Downing Street announces plan to turn Britain into an island to “future proof” against pandemics

LEARNING FROM OTHERS IS HERD : DOWNING STREET must have an eye on a general election after Covid-19 is beaten back by Blitz spirit and British pluck.

Early this morning the office of whoever is prime minister dove into the media surf with the aim of swimming right over the foam of criticism crashing against the laboured rocks of public health.

“For too long we have been unable to control our borders,” a Boris Johnson impersonator declared, “this has meant we simply could not stop people walking right into the United Kingdom carrying Covid-19. And then, like an invisible mugger, Dominic Cummings stole the message of public health right out of our pockets. And not only that, many caught a bad flu as a result.”

But a new initiative will spare Mr Cumming’s blushes in future.

“Island Britain will see the entire country transformed into an island!”
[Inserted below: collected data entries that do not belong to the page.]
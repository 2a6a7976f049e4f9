//! API configuration

use rust_decimal::Decimal;
use serde::Deserialize;
use std::time::Duration;

use core_kernel::CoreError;
use domain_lending::{GatewayCredentials, RetryPolicy, SweeperConfig};
use infra_db::DatabaseConfig;

/// API configuration
#[derive(Debug, Clone, Deserialize)]
#[serde(default)]
pub struct ApiConfig {
    /// Server host
    pub host: String,
    /// Server port
    pub port: u16,
    /// JWT secret for authentication
    pub jwt_secret: String,
    /// JWT expiration in seconds
    pub jwt_expiration_secs: u64,
    /// Database URL
    pub database_url: String,
    pub database_max_connections: u32,
    /// Log level
    pub log_level: String,
    /// Shared secret for gateway request signing
    pub gateway_secret: String,
    pub gateway_salt_index: u32,
    pub gateway_merchant_id: String,
    /// Public URL the gateway posts callbacks to
    pub gateway_callback_url: Option<String>,
    /// Seconds between overdue sweeps
    pub sweeper_interval_secs: u64,
    pub grace_period_days: u32,
    /// Flat fee added to each installment that becomes overdue
    pub late_fee: Decimal,
    pub notification_max_attempts: u32,
    pub notification_backoff_base_secs: u64,
    pub conflict_retry_attempts: u32,
}

impl Default for ApiConfig {
    fn default() -> Self {
        Self {
            host: "0.0.0.0".to_string(),
            port: 8080,
            jwt_secret: "change-me-in-production".to_string(),
            jwt_expiration_secs: 3600,
            database_url: "postgres://localhost/lending".to_string(),
            database_max_connections: 10,
            log_level: "info".to_string(),
            gateway_secret: "change-me-in-production".to_string(),
            gateway_salt_index: 1,
            gateway_merchant_id: "LENDINGUAT".to_string(),
            gateway_callback_url: None,
            sweeper_interval_secs: 6 * 60 * 60,
            grace_period_days: 3,
            late_fee: Decimal::ZERO,
            notification_max_attempts: 5,
            notification_backoff_base_secs: 30,
            conflict_retry_attempts: 3,
        }
    }
}

impl ApiConfig {
    /// Loads configuration from `API_`-prefixed environment variables
    ///
    /// Unset variables keep their defaults.
    pub fn from_env() -> Result<Self, config::ConfigError> {
        config::Config::builder()
            .add_source(config::Environment::with_prefix("API").try_parsing(true))
            .build()?
            .try_deserialize()
    }

    /// Rejects settings the services cannot run with
    pub fn validate(&self) -> Result<(), CoreError> {
        if self.jwt_secret.is_empty() {
            return Err(CoreError::configuration("jwt_secret must not be empty"));
        }
        if self.gateway_secret.is_empty() || self.gateway_merchant_id.is_empty() {
            return Err(CoreError::configuration("gateway credentials must not be empty"));
        }
        if self.sweeper_interval_secs == 0 {
            return Err(CoreError::configuration("sweeper_interval_secs must be positive"));
        }
        if self.late_fee.is_sign_negative() {
            return Err(CoreError::configuration("late_fee must not be negative"));
        }
        if self.notification_max_attempts == 0 {
            return Err(CoreError::configuration("notification_max_attempts must be at least 1"));
        }
        Ok(())
    }

    /// Returns the server address
    pub fn server_addr(&self) -> String {
        format!("{}:{}", self.host, self.port)
    }

    pub fn database_config(&self) -> DatabaseConfig {
        DatabaseConfig::new(self.database_url.clone()).max_connections(self.database_max_connections)
    }

    pub fn sweeper_config(&self) -> SweeperConfig {
        SweeperConfig {
            interval: Duration::from_secs(self.sweeper_interval_secs),
            grace_period_days: self.grace_period_days,
            late_fee: self.late_fee,
        }
    }

    pub fn gateway_credentials(&self) -> GatewayCredentials {
        GatewayCredentials {
            merchant_id: self.gateway_merchant_id.clone(),
            secret: self.gateway_secret.clone(),
            salt_index: self.gateway_salt_index,
            callback_url: self.gateway_callback_url.clone(),
        }
    }

    pub fn notification_retry_policy(&self) -> RetryPolicy {
        RetryPolicy::new(
            self.notification_max_attempts,
            Duration::from_secs(self.notification_backoff_base_secs),
        )
    }
}

#[cfg(test)]
mod tests {
    use super::*;

    #[test]
    fn test_defaults() {
        let config = ApiConfig::default();
        assert_eq!(config.server_addr(), "0.0.0.0:8080");
        assert_eq!(config.sweeper_config().interval, Duration::from_secs(21600));
        assert_eq!(config.sweeper_config().grace_period_days, 3);
        assert_eq!(config.notification_retry_policy().max_attempts, 5);
        assert_eq!(config.database_config().max_connections, 10);
    }

    #[test]
    fn test_partial_source_keeps_defaults() {
        let config: ApiConfig = config::Config::builder()
            .set_override("port", 9090)
            .unwrap()
            .set_override("late_fee", "25.50")
            .unwrap()
            .build()
            .unwrap()
            .try_deserialize()
            .unwrap();

        assert_eq!(config.port, 9090);
        assert_eq!(config.late_fee, Decimal::new(2550, 2));
        assert_eq!(config.grace_period_days, 3);
    }

    #[test]
    fn test_validate_rejects_unusable_settings() {
        assert!(ApiConfig::default().validate().is_ok());

        let config = ApiConfig {
            sweeper_interval_secs: 0,
            ..ApiConfig::default()
        };
        assert!(matches!(config.validate(), Err(CoreError::Configuration(_))));

        let config = ApiConfig {
            late_fee: Decimal::new(-1, 0),
            ..ApiConfig::default()
        };
        assert!(config.validate().is_err());
    }

    #[test]
    fn test_gateway_secret_is_not_logged() {
        let credentials = ApiConfig::default().gateway_credentials();
        assert!(!format!("{:?}", credentials).contains("change-me"));
    }
}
The plan seems to involve spending £350m per week to cut off the land bridges that have joined the UK to continental Europe since prehistory.

“In this way we will finally be an independent sovereign, island nation who can quarantine arrivals to our shores. It will not matter if they sneak past Nigel Farage on the beaches of Kent or land in one of the notoriously low security welcome cottages called airports.”

But critics have been quick to ask why the award to supply the earth movers and diggers for the project has been gifted to a prominent Tory donor without contest? By way of using an obscure statutory instrument introduced in 2015?

“This is Brexit Britain. We do things differently here. Outcomes are unimportant.”